[Saved data entries]
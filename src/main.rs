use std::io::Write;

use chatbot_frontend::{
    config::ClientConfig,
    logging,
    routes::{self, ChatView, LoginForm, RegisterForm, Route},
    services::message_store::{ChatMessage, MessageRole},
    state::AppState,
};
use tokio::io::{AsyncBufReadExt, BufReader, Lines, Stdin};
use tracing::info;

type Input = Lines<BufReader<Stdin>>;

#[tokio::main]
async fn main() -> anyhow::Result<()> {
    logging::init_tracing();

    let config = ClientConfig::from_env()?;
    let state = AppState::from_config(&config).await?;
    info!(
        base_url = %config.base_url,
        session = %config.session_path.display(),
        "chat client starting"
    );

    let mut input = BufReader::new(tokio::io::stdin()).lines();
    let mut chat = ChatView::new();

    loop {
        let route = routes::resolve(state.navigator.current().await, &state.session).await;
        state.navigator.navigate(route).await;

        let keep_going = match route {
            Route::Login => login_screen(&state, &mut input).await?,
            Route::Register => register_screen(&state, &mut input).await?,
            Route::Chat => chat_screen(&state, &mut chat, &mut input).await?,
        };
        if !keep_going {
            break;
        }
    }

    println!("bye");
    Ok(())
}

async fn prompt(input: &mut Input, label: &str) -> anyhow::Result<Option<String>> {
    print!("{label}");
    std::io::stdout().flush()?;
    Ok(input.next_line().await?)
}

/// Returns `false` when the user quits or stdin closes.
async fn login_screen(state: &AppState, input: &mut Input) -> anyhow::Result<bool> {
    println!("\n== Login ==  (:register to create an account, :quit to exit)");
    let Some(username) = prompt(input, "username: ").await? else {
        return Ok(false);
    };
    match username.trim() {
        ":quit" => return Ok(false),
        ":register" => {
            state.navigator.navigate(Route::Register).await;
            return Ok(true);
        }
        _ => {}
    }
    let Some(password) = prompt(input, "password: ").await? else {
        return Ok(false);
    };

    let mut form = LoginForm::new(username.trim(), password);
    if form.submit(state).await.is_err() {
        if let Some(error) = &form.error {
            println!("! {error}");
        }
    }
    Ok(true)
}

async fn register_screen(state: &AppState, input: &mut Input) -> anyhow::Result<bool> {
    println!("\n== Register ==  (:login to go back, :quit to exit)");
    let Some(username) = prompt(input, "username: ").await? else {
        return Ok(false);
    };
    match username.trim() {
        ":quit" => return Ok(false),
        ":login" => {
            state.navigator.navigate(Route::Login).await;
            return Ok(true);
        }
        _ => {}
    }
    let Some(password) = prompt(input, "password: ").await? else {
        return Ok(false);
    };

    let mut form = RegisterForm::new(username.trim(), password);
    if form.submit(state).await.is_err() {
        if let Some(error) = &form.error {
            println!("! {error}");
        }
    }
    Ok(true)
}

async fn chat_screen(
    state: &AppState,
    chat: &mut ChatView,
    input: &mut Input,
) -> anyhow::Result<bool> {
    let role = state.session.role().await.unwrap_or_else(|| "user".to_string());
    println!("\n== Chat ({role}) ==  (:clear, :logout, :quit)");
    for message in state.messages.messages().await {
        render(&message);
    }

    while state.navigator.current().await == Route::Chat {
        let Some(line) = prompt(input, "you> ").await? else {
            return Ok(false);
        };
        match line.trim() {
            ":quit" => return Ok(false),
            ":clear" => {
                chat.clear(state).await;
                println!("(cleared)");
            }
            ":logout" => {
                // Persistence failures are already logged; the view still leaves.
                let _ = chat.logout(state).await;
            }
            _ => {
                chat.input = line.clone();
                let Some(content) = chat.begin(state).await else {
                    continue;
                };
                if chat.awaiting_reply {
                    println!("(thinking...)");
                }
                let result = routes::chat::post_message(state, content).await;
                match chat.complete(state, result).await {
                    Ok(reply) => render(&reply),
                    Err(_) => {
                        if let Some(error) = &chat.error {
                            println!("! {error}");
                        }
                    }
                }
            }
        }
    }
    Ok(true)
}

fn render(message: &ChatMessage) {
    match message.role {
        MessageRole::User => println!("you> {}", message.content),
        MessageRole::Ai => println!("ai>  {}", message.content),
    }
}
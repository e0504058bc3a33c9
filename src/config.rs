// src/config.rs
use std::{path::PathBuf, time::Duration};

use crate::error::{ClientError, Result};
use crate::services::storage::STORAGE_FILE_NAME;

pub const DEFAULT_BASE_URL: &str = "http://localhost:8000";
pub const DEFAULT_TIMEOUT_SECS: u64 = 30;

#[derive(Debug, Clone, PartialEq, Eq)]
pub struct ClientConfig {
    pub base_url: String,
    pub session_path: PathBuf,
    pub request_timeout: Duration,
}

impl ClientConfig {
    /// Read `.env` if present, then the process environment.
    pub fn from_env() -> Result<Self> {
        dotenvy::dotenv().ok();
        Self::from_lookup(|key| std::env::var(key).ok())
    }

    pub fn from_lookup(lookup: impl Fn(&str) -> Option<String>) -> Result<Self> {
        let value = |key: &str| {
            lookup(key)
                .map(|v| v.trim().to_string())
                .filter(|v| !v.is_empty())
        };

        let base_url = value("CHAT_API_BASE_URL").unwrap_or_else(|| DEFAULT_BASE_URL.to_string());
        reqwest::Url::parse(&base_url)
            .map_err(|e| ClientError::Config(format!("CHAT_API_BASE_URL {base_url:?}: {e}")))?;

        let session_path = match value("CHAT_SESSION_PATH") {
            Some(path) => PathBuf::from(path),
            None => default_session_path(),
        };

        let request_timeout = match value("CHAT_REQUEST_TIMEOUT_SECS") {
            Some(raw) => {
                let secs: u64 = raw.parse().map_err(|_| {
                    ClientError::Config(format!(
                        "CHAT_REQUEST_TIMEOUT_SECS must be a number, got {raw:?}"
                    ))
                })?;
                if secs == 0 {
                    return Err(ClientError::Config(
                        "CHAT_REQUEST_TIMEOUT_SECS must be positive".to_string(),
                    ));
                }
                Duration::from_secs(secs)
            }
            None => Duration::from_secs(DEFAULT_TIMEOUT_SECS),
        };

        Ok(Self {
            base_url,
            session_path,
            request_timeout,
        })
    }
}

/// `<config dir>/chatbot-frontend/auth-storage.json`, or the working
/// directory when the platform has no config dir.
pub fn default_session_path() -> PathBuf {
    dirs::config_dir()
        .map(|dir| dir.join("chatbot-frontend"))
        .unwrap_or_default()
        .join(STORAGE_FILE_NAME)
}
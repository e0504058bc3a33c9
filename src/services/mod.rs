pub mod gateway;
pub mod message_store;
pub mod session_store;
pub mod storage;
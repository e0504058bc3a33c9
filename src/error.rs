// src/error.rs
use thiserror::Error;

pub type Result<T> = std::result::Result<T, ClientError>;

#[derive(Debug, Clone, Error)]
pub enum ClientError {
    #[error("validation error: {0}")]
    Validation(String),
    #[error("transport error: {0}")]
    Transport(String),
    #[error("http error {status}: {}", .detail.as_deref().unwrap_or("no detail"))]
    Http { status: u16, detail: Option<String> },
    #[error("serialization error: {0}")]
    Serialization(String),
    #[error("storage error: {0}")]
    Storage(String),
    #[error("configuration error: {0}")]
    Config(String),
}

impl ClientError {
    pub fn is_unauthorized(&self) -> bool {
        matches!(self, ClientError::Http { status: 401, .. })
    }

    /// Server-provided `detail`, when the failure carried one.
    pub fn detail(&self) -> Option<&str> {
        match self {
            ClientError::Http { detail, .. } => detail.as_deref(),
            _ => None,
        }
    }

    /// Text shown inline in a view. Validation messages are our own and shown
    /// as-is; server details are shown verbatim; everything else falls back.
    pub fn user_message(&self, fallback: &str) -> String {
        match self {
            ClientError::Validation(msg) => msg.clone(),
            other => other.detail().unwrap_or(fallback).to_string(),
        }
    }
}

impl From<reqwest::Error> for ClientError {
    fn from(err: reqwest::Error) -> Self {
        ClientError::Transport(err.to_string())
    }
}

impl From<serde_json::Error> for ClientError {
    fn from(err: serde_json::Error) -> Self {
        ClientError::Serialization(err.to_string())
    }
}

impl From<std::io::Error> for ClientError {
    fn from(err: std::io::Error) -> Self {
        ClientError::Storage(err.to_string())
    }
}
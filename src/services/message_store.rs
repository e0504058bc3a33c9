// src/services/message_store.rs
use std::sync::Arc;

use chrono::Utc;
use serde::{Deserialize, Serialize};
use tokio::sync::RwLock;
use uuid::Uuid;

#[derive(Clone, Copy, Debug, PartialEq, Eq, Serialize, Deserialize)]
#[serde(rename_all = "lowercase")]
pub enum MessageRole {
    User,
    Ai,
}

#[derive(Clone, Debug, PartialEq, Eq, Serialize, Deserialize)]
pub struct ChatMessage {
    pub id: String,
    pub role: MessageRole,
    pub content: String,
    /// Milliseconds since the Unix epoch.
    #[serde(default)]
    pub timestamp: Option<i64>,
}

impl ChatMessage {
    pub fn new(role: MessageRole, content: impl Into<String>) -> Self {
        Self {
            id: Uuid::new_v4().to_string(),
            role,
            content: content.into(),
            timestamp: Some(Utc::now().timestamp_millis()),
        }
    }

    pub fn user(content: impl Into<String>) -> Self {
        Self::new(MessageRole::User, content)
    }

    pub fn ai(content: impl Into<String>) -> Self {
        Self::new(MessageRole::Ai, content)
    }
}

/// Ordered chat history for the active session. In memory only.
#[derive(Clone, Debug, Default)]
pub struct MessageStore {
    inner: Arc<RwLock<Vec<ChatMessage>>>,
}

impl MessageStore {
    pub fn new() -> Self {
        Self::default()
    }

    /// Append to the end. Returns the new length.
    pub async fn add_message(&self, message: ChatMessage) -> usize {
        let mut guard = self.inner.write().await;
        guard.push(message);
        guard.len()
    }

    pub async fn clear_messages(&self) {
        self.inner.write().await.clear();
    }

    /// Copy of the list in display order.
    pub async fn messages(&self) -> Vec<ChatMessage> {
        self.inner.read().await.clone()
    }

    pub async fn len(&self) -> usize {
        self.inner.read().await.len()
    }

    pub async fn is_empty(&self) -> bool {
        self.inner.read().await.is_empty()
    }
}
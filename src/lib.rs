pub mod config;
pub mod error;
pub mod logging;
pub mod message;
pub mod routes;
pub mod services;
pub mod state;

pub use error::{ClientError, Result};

Task to complete.
Output all lines from the beginning of the data up to the line holding "logging::init_tracing();", that line included, exactly as written.

Solution to this task.
filename src/main.rs
use std::io::Write;

use chatbot_frontend::{
    config::ClientConfig,
    logging,
    routes::{self, ChatView, LoginForm, RegisterForm, Route},
    services::message_store::{ChatMessage, MessageRole},
    state::AppState,
};
use tokio::io::{AsyncBufReadExt, BufReader, Lines, Stdin};
use tracing::info;

type Input = Lines<BufReader<Stdin>>;

#[tokio::main]
async fn main() -> anyhow::Result<()> {
    logging::init_tracing();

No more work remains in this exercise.